Collected data entries:
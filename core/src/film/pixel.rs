//! Film Pixel

use crate::pbrt::*;
use crate::spectrum::*;
use std::sync::atomic::{AtomicU32, Ordering};

/// RGB pixel shared by all workers. Each channel holds the bits of a `Float`
/// and is updated with a compare and swap loop, so concurrent splats never
/// lose a contribution.
#[derive(Default)]
pub(super) struct Pixel {
    /// Bit patterns of the red, green and blue channels.
    rgb: [AtomicU32; RGB_SAMPLES],
}

impl Pixel {
    /// Adds a contribution to every channel.
    ///
    /// * `v` - The contribution.
    pub fn add(&self, v: &Spectrum) {
        for (bits, value) in self.rgb.iter().zip(v.to_rgb()) {
            if value == 0.0 {
                continue;
            }
            let mut old = bits.load(Ordering::Relaxed);
            while let Err(current) = bits.compare_exchange_weak(
                old,
                float_to_bits(bits_to_float(old) + value),
                Ordering::AcqRel,
                Ordering::Relaxed,
            ) {
                old = current;
            }
        }
    }

    /// Multiplies every channel by a scale factor. Only called while no
    /// worker is splatting.
    ///
    /// * `s` - Scale factor.
    pub fn scale(&self, s: Float) {
        for bits in self.rgb.iter() {
            let v = bits_to_float(bits.load(Ordering::Acquire)) * s;
            bits.store(float_to_bits(v), Ordering::Release);
        }
    }

    /// Sets every channel to zero.
    pub fn reset(&self) {
        for bits in self.rgb.iter() {
            bits.store(float_to_bits(0.0), Ordering::Release);
        }
    }

    /// Returns the accumulated value.
    pub fn value(&self) -> Spectrum {
        let c = |i: usize| bits_to_float(self.rgb[i].load(Ordering::Acquire));
        Spectrum::from_rgb(c(0), c(1), c(2))
    }
}

#[cfg(test)]
mod tests {
    use super::*;
    use float_cmp::approx_eq;

    #[test]
    fn new_pixel_is_black() {
        assert!(Pixel::default().value().is_black());
    }

    #[test]
    fn channels_accumulate_independently() {
        let pixel = Pixel::default();
        pixel.add(&Spectrum::from_rgb(1.0, 2.0, 0.0));
        pixel.add(&Spectrum::from_rgb(0.5, 0.0, 4.0));
        let v = pixel.value();
        assert!(approx_eq!(Float, v[0], 1.5, epsilon = 1e-6));
        assert!(approx_eq!(Float, v[1], 2.0, epsilon = 1e-6));
        assert!(approx_eq!(Float, v[2], 4.0, epsilon = 1e-6));

        pixel.scale(0.5);
        assert!(approx_eq!(Float, pixel.value()[2], 2.0, epsilon = 1e-6));

        pixel.reset();
        assert!(pixel.value().is_black());
    }

    #[test]
    fn concurrent_adds_are_not_lost() {
        let pixel = Pixel::default();
        std::thread::scope(|scope| {
            for _ in 0..8 {
                scope.spawn(|| {
                    for _ in 0..500 {
                        pixel.add(&Spectrum::new(0.5));
                    }
                });
            }
        });
        assert!(approx_eq!(Float, pixel.value()[0], 2000.0, epsilon = 1e-3));
    }
}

◆ Exercise details
From the first line to the last, return the data exactly as written.

◆ Result of this task
filename core/src/film/pixel.rs
//! Film Pixel

use crate::pbrt::*;
use crate::spectrum::*;
use std::sync::atomic::{AtomicU32, Ordering};

/// RGB pixel shared by all workers. Each channel holds the bits of a `Float`
/// and is updated with a compare and swap loop, so concurrent splats never
/// lose a contribution.
#[derive(Default)]
pub(super) struct Pixel {
    /// Bit patterns of the red, green and blue channels.
    rgb: [AtomicU32; RGB_SAMPLES],
}

impl Pixel {
    /// Adds a contribution to every channel.
    ///
    /// * `v` - The contribution.
    pub fn add(&self, v: &Spectrum) {
        for (bits, value) in self.rgb.iter().zip(v.to_rgb()) {
            if value == 0.0 {
                continue;
            }
            let mut old = bits.load(Ordering::Relaxed);
            while let Err(current) = bits.compare_exchange_weak(
                old,
                float_to_bits(bits_to_float(old) + value),
                Ordering::AcqRel,
                Ordering::Relaxed,
            ) {
                old = current;
            }
        }
    }

    /// Multiplies every channel by a scale factor. Only called while no
    /// worker is splatting.
    ///
    /// * `s` - Scale factor.
    pub fn scale(&self, s: Float) {
        for bits in self.rgb.iter() {
            let v = bits_to_float(bits.load(Ordering::Acquire)) * s;
            bits.store(float_to_bits(v), Ordering::Release);
        }
    }

    /// Sets every channel to zero.
    pub fn reset(&self) {
        for bits in self.rgb.iter() {
            bits.store(float_to_bits(0.0), Ordering::Release);
        }
    }

    /// Returns the accumulated value.
    pub fn value(&self) -> Spectrum {
        let c = |i: usize| bits_to_float(self.rgb[i].load(Ordering::Acquire));
        Spectrum::from_rgb(c(0), c(1), c(2))
    }
}

#[cfg(test)]
mod tests {
    use super::*;
    use float_cmp::approx_eq;

    #[test]
    fn new_pixel_is_black() {
        assert!(Pixel::default().value().is_black());
    }

    #[test]
    fn channels_accumulate_independently() {
        let pixel = Pixel::default();
        pixel.add(&Spectrum::from_rgb(1.0, 2.0, 0.0));
        pixel.add(&Spectrum::from_rgb(0.5, 0.0, 4.0));
        let v = pixel.value();
        assert!(approx_eq!(Float, v[0], 1.5, epsilon = 1e-6));
        assert!(approx_eq!(Float, v[1], 2.0, epsilon = 1e-6));
        assert!(approx_eq!(Float, v[2], 4.0, epsilon = 1e-6));

        pixel.scale(0.5);
        assert!(approx_eq!(Float, pixel.value()[2], 2.0, epsilon = 1e-6));

        pixel.reset();
        assert!(pixel.value().is_black());
    }

    #[test]
    fn concurrent_adds_are_not_lost() {
        let pixel = Pixel::default();
        std::thread::scope(|scope| {
            for _ in 0..8 {
                scope.spawn(|| {
                    for _ in 0..500 {
                        pixel.add(&Spectrum::new(0.5));
                    }
                });
            }
        });
        assert!(approx_eq!(Float, pixel.value()[0], 2000.0, epsilon = 1e-3));
    }
}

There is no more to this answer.